### [About this task]
Search the material for the string "contents", then return every line where it is found.

### [Data]

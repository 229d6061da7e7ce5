//! I/O helpers: delimited-text readers, encoding resolution, and output files.

use std::{
    fs::{self, File},
    io::{BufReader, Read},
    path::Path,
};

use anyhow::{Context, Result, anyhow};
use encoding_rs::{Encoding, UTF_8};

pub const DEFAULT_CSV_DELIMITER: u8 = b',';
pub const DEFAULT_TSV_DELIMITER: u8 = b'\t';

pub fn resolve_encoding(label: Option<&str>) -> Result<&'static Encoding> {
    if let Some(value) = label {
        Encoding::for_label(value.trim().as_bytes())
            .ok_or_else(|| anyhow!("Unknown encoding '{value}'"))
    } else {
        Ok(UTF_8)
    }
}

pub fn resolve_input_delimiter(path: &Path, provided: Option<u8>) -> u8 {
    provided.unwrap_or_else(|| match path.extension().and_then(|ext| ext.to_str()) {
        Some(ext) if ext.eq_ignore_ascii_case("tsv") => DEFAULT_TSV_DELIMITER,
        _ => DEFAULT_CSV_DELIMITER,
    })
}

/// Whether `path` names a delimited-text sheet rather than a workbook.
pub fn is_delimited_text(path: &Path) -> bool {
    matches!(
        path.extension()
            .and_then(|ext| ext.to_str())
            .map(|ext| ext.to_ascii_lowercase())
            .as_deref(),
        Some("csv" | "tsv" | "txt")
    )
}

/// Header rows are ordinary records here and rows may be ragged.
pub fn open_csv_reader<R>(reader: R, delimiter: u8) -> csv::Reader<R>
where
    R: Read,
{
    let mut builder = csv::ReaderBuilder::new();
    builder
        .has_headers(false)
        .delimiter(delimiter)
        .double_quote(true)
        .flexible(true);
    builder.from_reader(reader)
}

pub fn open_csv_reader_from_path(path: &Path, delimiter: u8) -> Result<csv::Reader<BufReader<File>>> {
    let file = File::open(path).with_context(|| format!("Opening input file {path:?}"))?;
    Ok(open_csv_reader(BufReader::new(file), delimiter))
}

pub fn decode_bytes(bytes: &[u8], encoding: &'static Encoding) -> Result<String> {
    let (text, _, had_errors) = encoding.decode(bytes);
    if had_errors {
        Err(anyhow!(
            "Failed to decode text with encoding {}",
            encoding.name()
        ))
    } else {
        Ok(text.into_owned())
    }
}

pub fn decode_record(record: &csv::ByteRecord, encoding: &'static Encoding) -> Result<Vec<String>> {
    record
        .iter()
        .map(|field| decode_bytes(field, encoding))
        .collect()
}

/// Writes `contents` to `path`, creating parent directories on demand.
pub fn write_output(path: &Path, contents: impl AsRef<[u8]>) -> Result<()> {
    if let Some(parent) = path.parent().filter(|p| !p.as_os_str().is_empty()) {
        fs::create_dir_all(parent).with_context(|| format!("Creating directory {parent:?}"))?;
    }
    fs::write(path, contents).with_context(|| format!("Writing {path:?}"))
}

#[cfg(test)]
mod tests {
    use super::*;
    use std::path::PathBuf;
    use tempfile::tempdir;

    #[test]
    fn delimiter_follows_extension() {
        assert_eq!(resolve_input_delimiter(Path::new("a.tsv"), None), b'\t');
        assert_eq!(resolve_input_delimiter(Path::new("a.csv"), None), b',');
        assert_eq!(resolve_input_delimiter(Path::new("a.csv"), Some(b';')), b';');
    }

    #[test]
    fn delimited_text_is_detected_by_extension() {
        assert!(is_delimited_text(Path::new("hero.CSV")));
        assert!(is_delimited_text(Path::new("hero.tsv")));
        assert!(!is_delimited_text(Path::new("hero.xlsx")));
        assert!(!is_delimited_text(&PathBuf::from("hero")));
    }

    #[test]
    fn unknown_encoding_is_rejected() {
        assert!(resolve_encoding(Some("klingon")).is_err());
        assert_eq!(resolve_encoding(Some("gbk")).unwrap().name(), "GBK");
        assert_eq!(resolve_encoding(None).unwrap(), UTF_8);
    }

    #[test]
    fn write_output_creates_parent_directories() {
        let dir = tempdir().expect("temp dir");
        let path = dir.path().join("nested").join("out.data");
        write_output(&path, b"abc").expect("write");
        assert_eq!(fs::read(&path).unwrap(), b"abc");
    }
}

### [Final answer]
/// Writes `contents` to `path`, creating parent directories on demand.
pub fn write_output(path: &Path, contents: impl AsRef<[u8]>) -> Result<()> {
    fs::write(path, contents).with_context(|| format!("Writing {path:?}"))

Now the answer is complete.